● Requirement
Copying nothing before it, reproduce the line that holds "F: std::future::Future<Output = ()>" and every line after it in the data, exactly.

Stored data
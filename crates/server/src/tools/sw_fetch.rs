//! sw_fetch tool implementation.
//!
//! Pushes one request through the active router and reports what the page
//! would have received.

use folio_client::fetch::resolve;
use folio_client::{FetchOutcome, Method, Request, RequestMode, ResponseSource};
use folio_core::Error;
use rmcp::{ErrorData as McpError, model::CallToolResult};
use schemars::JsonSchema;
use serde::{Deserialize, Serialize};

use super::{WorkerHost, json_result};

fn default_method() -> String {
    "GET".to_string()
}

/// Parameters for the sw_fetch tool.
#[derive(Debug, Clone, Serialize, Deserialize, JsonSchema)]
pub struct SwFetchParams {
    /// Absolute URL, or a path resolved against the site origin.
    pub url: String,

    /// HTTP method (default: GET). Anything else passes through.
    #[serde(default = "default_method")]
    pub method: String,

    /// Treat the request as a page navigation.
    #[serde(default)]
    pub navigate: bool,
}

/// Output from the sw_fetch tool.
#[derive(Debug, Clone, Serialize)]
pub struct SwFetchOutput {
    pub url: String,
    /// False when the router let the request go to the network untouched.
    pub handled: bool,
    pub strategy: Option<String>,
    pub status: Option<u16>,
    pub source: Option<ResponseSource>,
    pub content_type: Option<String>,
    pub body: Option<String>,
}

/// Implementation of the sw_fetch tool.
pub async fn fetch_impl(host: &WorkerHost, params: SwFetchParams) -> Result<CallToolResult, McpError> {
    let url = resolve(&host.config.origin, &params.url).map_err(|e| Error::InvalidUrl(format!("{}: {e}", params.url)))?;
    let method = Method::from_bytes(params.method.trim().to_ascii_uppercase().as_bytes())
        .map_err(|_| Error::InvalidInput(format!("invalid method: {}", params.method)))?;
    let request = if params.navigate {
        let mut request = Request::navigate(url);
        request.method = method;
        request
    } else {
        Request::new(method, url, RequestMode::Cors)
    };

    let strategy = match host.registration.active().await {
        Some(router) => router.classify(&request).map(|s| s.to_string()),
        None => None,
    };

    let output = match host.registration.fetch(&request).await {
        FetchOutcome::Passthrough => SwFetchOutput {
            url: request.url.to_string(),
            handled: false,
            strategy: None,
            status: None,
            source: None,
            content_type: None,
            body: None,
        },
        FetchOutcome::Respond(response) => SwFetchOutput {
            url: request.url.to_string(),
            handled: true,
            strategy,
            status: Some(response.status.as_u16()),
            source: Some(response.source),
            content_type: response.content_type().map(str::to_string),
            body: Some(response.text()),
        },
    };

    json_result(&output)
}
//! Request descriptor keys for cache entries.

use sha2::{Digest, Sha256};

/// Compute the cache key for a request descriptor.
///
/// The method is uppercased so `get` and `GET` address the same entry.
pub fn compute_request_key(method: &str, url: &str) -> String {
    let mut hasher = Sha256::new();
    hasher.update(method.to_ascii_uppercase().as_bytes());
    hasher.update(b"\n");
    hasher.update(url.as_bytes());
    hex::encode(hasher.finalize())
}

#[cfg(test)]
mod tests {
    use super::*;

    #[test]
    fn test_key_stability() {
        let key1 = compute_request_key("GET", "https://jane.dev/");
        let key2 = compute_request_key("GET", "https://jane.dev/");
        assert_eq!(key1, key2);
    }

    #[test]
    fn test_key_method_case_insensitive() {
        assert_eq!(compute_request_key("get", "https://jane.dev/"), compute_request_key("GET", "https://jane.dev/"));
    }

    #[test]
    fn test_key_different_method() {
        assert_ne!(compute_request_key("GET", "https://jane.dev/"), compute_request_key("HEAD", "https://jane.dev/"));
    }

    #[test]
    fn test_key_different_query() {
        let a = compute_request_key("GET", "https://jane.dev/?page=1");
        let b = compute_request_key("GET", "https://jane.dev/?page=2");
        assert_ne!(a, b);
    }

    #[test]
    fn test_key_format() {
        let key = compute_request_key("GET", "https://jane.dev/");
        assert_eq!(key.len(), 64);
        assert!(key.chars().all(|c| c.is_ascii_hexdigit()));
    }
}
//! Offline request router.
//!
//! The router is a service worker expressed as an explicit interface: one
//! method per lifecycle event instead of registered event listeners.
//!
//! ### Lifecycle
//! - `on_install`: precache the manifest into the versioned store
//! - `on_activate`: delete every store of an older version, take control
//! - `on_fetch`: classify and answer intercepted GET requests
//!
//! ### Fetch contract
//! Every GET the router takes resolves to a [`Response`]. Strategies report
//! failures as `Err`; `on_fetch` is the single place turning those into the
//! synthetic 408 response.

mod config;
mod events;
mod registration;
mod routes;
mod strategy;
mod sync;

#[cfg(test)]
mod testing;

use std::sync::{Arc, Mutex, MutexGuard};

use folio_core::{CacheDb, Error, Strategy};
use reqwest::Method;
use serde::Serialize;
use tokio::task::JoinSet;
use url::Url;

use crate::fetch::{Network, Request, Response, is_fetchable_scheme, resolve};

pub use config::RouterConfig;
pub use events::{ClientMessage, MessageReply, Notification, NotificationAction};
pub use registration::Registration;
pub use routes::{Route, RouteTable};
pub use sync::{SubmitOutcome, SyncReport};

use strategy::StoreWriter;

/// Service-worker lifecycle state.
#[derive(Debug, Clone, Copy, PartialEq, Eq, Serialize)]
#[serde(rename_all = "kebab-case")]
pub enum LifecycleState {
    Idle,
    Installing,
    /// Installed, waiting for activation.
    Waiting,
    /// Active and answering fetches.
    Controlling,
    /// Still controlling while a newer version waits.
    Updating,
    /// Replaced by a newer version.
    Redundant,
}

/// Result of intercepting one request.
#[derive(Debug)]
pub enum FetchOutcome {
    /// Not ours: the host performs the request normally.
    Passthrough,
    Respond(Response),
}

impl FetchOutcome {
    pub fn response(self) -> Option<Response> {
        match self {
            FetchOutcome::Respond(response) => Some(response),
            FetchOutcome::Passthrough => None,
        }
    }
}

/// What `on_install` cached.
#[derive(Debug, Clone, Default, Serialize)]
pub struct InstallReport {
    pub cache_name: String,
    pub cached: Vec<String>,
    /// (url, reason) for each entry that could not be cached.
    pub failed: Vec<(String, String)>,
}

/// What `on_activate` cleaned up.
#[derive(Debug, Clone, Default, Serialize)]
pub struct ActivateReport {
    pub cache_name: String,
    pub deleted: Vec<String>,
}

/// The offline request router for one deployment version.
pub struct Router {
    config: RouterConfig,
    cache_name: String,
    routes: RouteTable,
    cache: CacheDb,
    network: Arc<dyn Network>,
    writer: StoreWriter,
    state: Mutex<LifecycleState>,
    background: Mutex<JoinSet<()>>,
}

fn lock<T>(mutex: &Mutex<T>) -> MutexGuard<'_, T> {
    mutex.lock().unwrap_or_else(|poisoned| poisoned.into_inner())
}

impl Router {
    /// Build a router; compiles the route table up front.
    ///
    /// # Errors
    ///
    /// Returns `Error::InvalidRoute` if a route regex does not compile.
    pub fn new(config: RouterConfig, cache: CacheDb, network: Arc<dyn Network>) -> Result<Self, Error> {
        let routes = RouteTable::compile(&config.origin, &config.routes)?;
        let cache_name = config.cache_name();
        let writer = StoreWriter::new(cache.clone(), cache_name.clone());
        Ok(Self {
            config,
            cache_name,
            routes,
            writer,
            cache,
            network,
            state: Mutex::new(LifecycleState::Idle),
            background: Mutex::new(JoinSet::new()),
        })
    }

    pub fn config(&self) -> &RouterConfig {
        &self.config
    }

    pub fn cache_name(&self) -> &str {
        &self.cache_name
    }

    pub fn cache(&self) -> &CacheDb {
        &self.cache
    }

    pub fn state(&self) -> LifecycleState {
        *lock(&self.state)
    }

    pub(crate) fn set_state(&self, next: LifecycleState) {
        let mut state = lock(&self.state);
        tracing::info!(cache = %self.cache_name, from = ?*state, to = ?next, "lifecycle transition");
        *state = next;
    }

    /// Strategy `on_fetch` would apply to `request`, if it intercepts it at all.
    pub fn classify(&self, request: &Request) -> Option<Strategy> {
        if request.method != Method::GET || !is_fetchable_scheme(&request.url) {
            return None;
        }
        self.routes.classify(request).map(|route| route.strategy)
    }

    /// Precache the install manifest into the current store.
    ///
    /// Every manifest entry is fetched before anything is written. Under the
    /// strict policy one failure aborts the phase and leaves the store
    /// untouched; otherwise failures are logged and the rest is cached.
    ///
    /// # Errors
    ///
    /// - `Error::InvalidState` unless the router is idle
    /// - `Error::InstallFailed` on any failure under the strict policy
    pub async fn on_install(&self) -> Result<InstallReport, Error> {
        {
            let mut state = lock(&self.state);
            if *state != LifecycleState::Idle {
                return Err(Error::InvalidState(format!("install called while {:?}", *state)));
            }
            *state = LifecycleState::Installing;
        }
        tracing::info!(cache = %self.cache_name, entries = self.config.precache.len(), "installing");

        let mut fetched = Vec::new();
        let mut failed = Vec::new();

        for path in &self.config.precache {
            let url = match resolve(&self.config.origin, path) {
                Ok(url) => url,
                Err(e) => {
                    failed.push((path.clone(), e.to_string()));
                    continue;
                }
            };
            let request = Request::get(url);
            match self.network.fetch(&request).await {
                Ok(response) if response.status.is_success() => fetched.push((request, response)),
                Ok(response) => failed.push((request.url.to_string(), format!("status {}", response.status.as_u16()))),
                Err(e) => failed.push((request.url.to_string(), e.to_string())),
            }
        }

        if self.config.strict_install && !failed.is_empty() {
            self.set_state(LifecycleState::Idle);
            let detail = failed
                .iter()
                .map(|(url, reason)| format!("{url} ({reason})"))
                .collect::<Vec<_>>()
                .join(", ");
            return Err(Error::InstallFailed(detail));
        }

        let mut cached = Vec::with_capacity(fetched.len());
        for (request, response) in &fetched {
            match self.cache.put_entry(&response.to_entry(&self.cache_name, request)).await {
                Ok(()) => cached.push(request.url.to_string()),
                Err(e) => failed.push((request.url.to_string(), e.to_string())),
            }
        }

        for (url, reason) in &failed {
            tracing::warn!(url = %url, reason = %reason, "precache entry failed; continuing install");
        }

        self.set_state(LifecycleState::Waiting);
        Ok(InstallReport { cache_name: self.cache_name.clone(), cached, failed })
    }

    /// Delete stale stores and take control.
    ///
    /// # Errors
    ///
    /// - `Error::InvalidState` unless the router is waiting
    /// - database errors while listing or deleting stores
    pub async fn on_activate(&self) -> Result<ActivateReport, Error> {
        let current = self.state();
        if current != LifecycleState::Waiting {
            return Err(Error::InvalidState(format!("activate called while {current:?}")));
        }

        let mut deleted = Vec::new();
        for store in self.cache.list_stores().await? {
            if store == self.cache_name {
                continue;
            }
            let entries = self.cache.delete_store(&store).await?;
            tracing::info!(store = %store, entries, "deleted stale cache store");
            deleted.push(store);
        }

        self.set_state(LifecycleState::Controlling);
        Ok(ActivateReport { cache_name: self.cache_name.clone(), deleted })
    }

    /// Answer one intercepted request.
    ///
    /// Non-GET requests, non-http(s) schemes, out-of-scope URLs and any
    /// request arriving before activation pass through untouched.
    pub async fn on_fetch(&self, request: &Request) -> FetchOutcome {
        if !matches!(self.state(), LifecycleState::Controlling | LifecycleState::Updating) {
            return FetchOutcome::Passthrough;
        }

        let Some(strategy) = self.classify(request) else {
            return FetchOutcome::Passthrough;
        };

        tracing::debug!(url = %request.url, strategy = %strategy, "routing request");

        let result = match strategy {
            Strategy::NetworkFirst => self.network_first(request).await,
            Strategy::CacheFirst => self.cache_first(request).await,
            Strategy::StaleWhileRevalidate => self.stale_while_revalidate(request).await,
            Strategy::NetworkFirstOffline => self.network_first_offline(request).await,
        };

        match result {
            Ok(response) => FetchOutcome::Respond(response),
            Err(e) => {
                tracing::warn!(url = %request.url, strategy = %strategy, error = %e, "fetch handler failed");
                FetchOutcome::Respond(Response::request_timeout())
            }
        }
    }

    /// Wait for background cache refreshes spawned by earlier fetches.
    pub async fn wait_until_idle(&self) {
        loop {
            let mut tasks = std::mem::take(&mut *lock(&self.background));
            if tasks.is_empty() {
                return;
            }
            while let Some(joined) = tasks.join_next().await {
                if let Err(e) = joined {
                    tracing::warn!(error = %e, "background refresh task aborted");
                }
            }
        }
    }

    pub(crate) fn spawn_background<F>(&self, task: F)
    where
        F: std::future::Future<Output = ()> + Send + 'static,
    {
        let mut tasks = lock(&self.background);
        while tasks.try_join_next().is_some() {}
        tasks.spawn(task);
    }

    /// Absolute URL of a configured path on the router's origin.
    pub(crate) fn own_url(&self, path: &str) -> Result<Url, Error> {
        resolve(&self.config.origin, path).map_err(|e| Error::InvalidUrl(format!("{path}: {e}")))
    }
}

● Response
        F: std::future::Future<Output = ()> + Send + 'static,
    {
        let mut tasks = lock(&self.background);
        while tasks.try_join_next().is_some() {}
        tasks.spawn(task);
    }

    /// Absolute URL of a configured path on the router's origin.
    pub(crate) fn own_url(&self, path: &str) -> Result<Url, Error> {
        resolve(&self.config.origin, path).map_err(|e| Error::InvalidUrl(format!("{path}: {e}")))
    }
}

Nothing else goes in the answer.